▸ **PROMPT**:
What is needed is an exact copy of every entry below.

Stored items:
=-=-=-=-=

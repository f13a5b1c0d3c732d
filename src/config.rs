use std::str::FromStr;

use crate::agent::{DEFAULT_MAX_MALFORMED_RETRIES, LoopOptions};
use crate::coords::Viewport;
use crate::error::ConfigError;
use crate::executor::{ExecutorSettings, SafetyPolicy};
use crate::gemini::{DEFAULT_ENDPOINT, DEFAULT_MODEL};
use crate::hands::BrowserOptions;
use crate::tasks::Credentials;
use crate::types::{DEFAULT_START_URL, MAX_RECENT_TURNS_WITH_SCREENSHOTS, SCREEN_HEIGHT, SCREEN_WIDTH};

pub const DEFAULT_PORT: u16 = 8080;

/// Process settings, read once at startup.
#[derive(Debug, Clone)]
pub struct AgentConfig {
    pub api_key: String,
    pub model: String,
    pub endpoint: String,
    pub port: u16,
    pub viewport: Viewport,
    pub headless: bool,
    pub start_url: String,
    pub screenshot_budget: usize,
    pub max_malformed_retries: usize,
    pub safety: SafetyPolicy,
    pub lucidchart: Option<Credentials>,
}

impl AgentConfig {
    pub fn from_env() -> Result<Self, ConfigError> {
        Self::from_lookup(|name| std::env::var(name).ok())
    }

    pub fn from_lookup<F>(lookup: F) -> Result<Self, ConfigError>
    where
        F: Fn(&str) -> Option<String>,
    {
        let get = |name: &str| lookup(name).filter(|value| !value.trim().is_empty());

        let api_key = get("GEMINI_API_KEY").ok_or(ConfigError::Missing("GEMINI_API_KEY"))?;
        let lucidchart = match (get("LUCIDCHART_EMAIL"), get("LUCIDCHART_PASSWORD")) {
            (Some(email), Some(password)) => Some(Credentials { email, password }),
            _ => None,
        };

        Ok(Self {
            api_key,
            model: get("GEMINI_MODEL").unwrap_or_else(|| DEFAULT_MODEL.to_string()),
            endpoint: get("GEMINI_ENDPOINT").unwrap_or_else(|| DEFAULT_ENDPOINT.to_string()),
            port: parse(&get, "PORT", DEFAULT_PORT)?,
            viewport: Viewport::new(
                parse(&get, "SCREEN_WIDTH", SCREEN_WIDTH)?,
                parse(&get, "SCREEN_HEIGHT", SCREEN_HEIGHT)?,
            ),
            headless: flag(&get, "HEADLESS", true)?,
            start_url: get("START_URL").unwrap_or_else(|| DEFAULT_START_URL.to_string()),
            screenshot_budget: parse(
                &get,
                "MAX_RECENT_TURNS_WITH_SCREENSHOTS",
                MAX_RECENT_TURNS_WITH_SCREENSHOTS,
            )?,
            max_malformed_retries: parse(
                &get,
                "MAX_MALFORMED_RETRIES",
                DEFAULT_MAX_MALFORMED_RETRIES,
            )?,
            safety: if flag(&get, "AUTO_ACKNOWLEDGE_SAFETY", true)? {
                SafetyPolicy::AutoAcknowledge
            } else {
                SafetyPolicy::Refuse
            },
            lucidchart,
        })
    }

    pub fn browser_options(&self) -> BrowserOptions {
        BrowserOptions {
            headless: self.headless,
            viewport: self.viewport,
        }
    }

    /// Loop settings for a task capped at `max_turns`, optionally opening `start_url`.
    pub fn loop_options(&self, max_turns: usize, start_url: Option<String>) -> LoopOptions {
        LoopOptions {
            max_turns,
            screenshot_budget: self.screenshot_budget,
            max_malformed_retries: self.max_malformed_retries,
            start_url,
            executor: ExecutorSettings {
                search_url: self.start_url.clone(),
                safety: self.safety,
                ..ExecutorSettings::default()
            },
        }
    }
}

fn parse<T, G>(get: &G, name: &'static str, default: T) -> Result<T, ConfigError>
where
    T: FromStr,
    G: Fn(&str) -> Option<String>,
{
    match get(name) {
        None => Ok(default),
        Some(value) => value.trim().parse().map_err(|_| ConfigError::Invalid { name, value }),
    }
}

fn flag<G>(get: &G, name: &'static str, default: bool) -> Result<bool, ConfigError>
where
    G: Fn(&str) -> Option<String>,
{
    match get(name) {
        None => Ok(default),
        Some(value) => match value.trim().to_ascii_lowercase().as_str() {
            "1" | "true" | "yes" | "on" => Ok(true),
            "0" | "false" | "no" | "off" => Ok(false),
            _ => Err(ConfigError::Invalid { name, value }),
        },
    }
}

=-=-=-=-=

▸ **TASK RESULT**:
repository f13a5b1c0d3c732d
filename src/config.rs
use std::str::FromStr;

use crate::agent::{DEFAULT_MAX_MALFORMED_RETRIES, LoopOptions};
use crate::coords::Viewport;
use crate::error::ConfigError;
use crate::executor::{ExecutorSettings, SafetyPolicy};
use crate::gemini::{DEFAULT_ENDPOINT, DEFAULT_MODEL};
use crate::hands::BrowserOptions;
use crate::tasks::Credentials;
use crate::types::{DEFAULT_START_URL, MAX_RECENT_TURNS_WITH_SCREENSHOTS, SCREEN_HEIGHT, SCREEN_WIDTH};

pub const DEFAULT_PORT: u16 = 8080;

/// Process settings, read once at startup.
#[derive(Debug, Clone)]
pub struct AgentConfig {
    pub api_key: String,
    pub model: String,
    pub endpoint: String,
    pub port: u16,
    pub viewport: Viewport,
    pub headless: bool,
    pub start_url: String,
    pub screenshot_budget: usize,
    pub max_malformed_retries: usize,
    pub safety: SafetyPolicy,
    pub lucidchart: Option<Credentials>,
}

impl AgentConfig {
    pub fn from_env() -> Result<Self, ConfigError> {
        Self::from_lookup(|name| std::env::var(name).ok())
    }

    pub fn from_lookup<F>(lookup: F) -> Result<Self, ConfigError>
    where
        F: Fn(&str) -> Option<String>,
    {
        let get = |name: &str| lookup(name).filter(|value| !value.trim().is_empty());

        let api_key = get("GEMINI_API_KEY").ok_or(ConfigError::Missing("GEMINI_API_KEY"))?;
        let lucidchart = match (get("LUCIDCHART_EMAIL"), get("LUCIDCHART_PASSWORD")) {
            (Some(email), Some(password)) => Some(Credentials { email, password }),
            _ => None,
        };

        Ok(Self {
            api_key,
            model: get("GEMINI_MODEL").unwrap_or_else(|| DEFAULT_MODEL.to_string()),
            endpoint: get("GEMINI_ENDPOINT").unwrap_or_else(|| DEFAULT_ENDPOINT.to_string()),
            port: parse(&get, "PORT", DEFAULT_PORT)?,
            viewport: Viewport::new(
                parse(&get, "SCREEN_WIDTH", SCREEN_WIDTH)?,
                parse(&get, "SCREEN_HEIGHT", SCREEN_HEIGHT)?,
            ),
            headless: flag(&get, "HEADLESS", true)?,
            start_url: get("START_URL").unwrap_or_else(|| DEFAULT_START_URL.to_string()),
            screenshot_budget: parse(
                &get,
                "MAX_RECENT_TURNS_WITH_SCREENSHOTS",
                MAX_RECENT_TURNS_WITH_SCREENSHOTS,
            )?,
            max_malformed_retries: parse(
                &get,
                "MAX_MALFORMED_RETRIES",
                DEFAULT_MAX_MALFORMED_RETRIES,
            )?,
            safety: if flag(&get, "AUTO_ACKNOWLEDGE_SAFETY", true)? {
                SafetyPolicy::AutoAcknowledge
            } else {
                SafetyPolicy::Refuse
            },
            lucidchart,
        })
    }

    pub fn browser_options(&self) -> BrowserOptions {
        BrowserOptions {
            headless: self.headless,
            viewport: self.viewport,
        }
    }

    /// Loop settings for a task capped at `max_turns`, optionally opening `start_url`.
    pub fn loop_options(&self, max_turns: usize, start_url: Option<String>) -> LoopOptions {
        LoopOptions {
            max_turns,
            screenshot_budget: self.screenshot_budget,
            max_malformed_retries: self.max_malformed_retries,
            start_url,
            executor: ExecutorSettings {
                search_url: self.start_url.clone(),
                safety: self.safety,
                ..ExecutorSettings::default()
            },
        }
    }
}

fn parse<T, G>(get: &G, name: &'static str, default: T) -> Result<T, ConfigError>
where
    T: FromStr,
    G: Fn(&str) -> Option<String>,
{
    match get(name) {
        None => Ok(default),
        Some(value) => value.trim().parse().map_err(|_| ConfigError::Invalid { name, value }),
    }
}

fn flag<G>(get: &G, name: &'static str, default: bool) -> Result<bool, ConfigError>
where
    G: Fn(&str) -> Option<String>,
{
    match get(name) {
        None => Ok(default),
        Some(value) => match value.trim().to_ascii_lowercase().as_str() {
            "1" | "true" | "yes" | "on" => Ok(true),
            "0" | "false" | "no" | "off" => Ok(false),
            _ => Err(ConfigError::Invalid { name, value }),
        },
    }
}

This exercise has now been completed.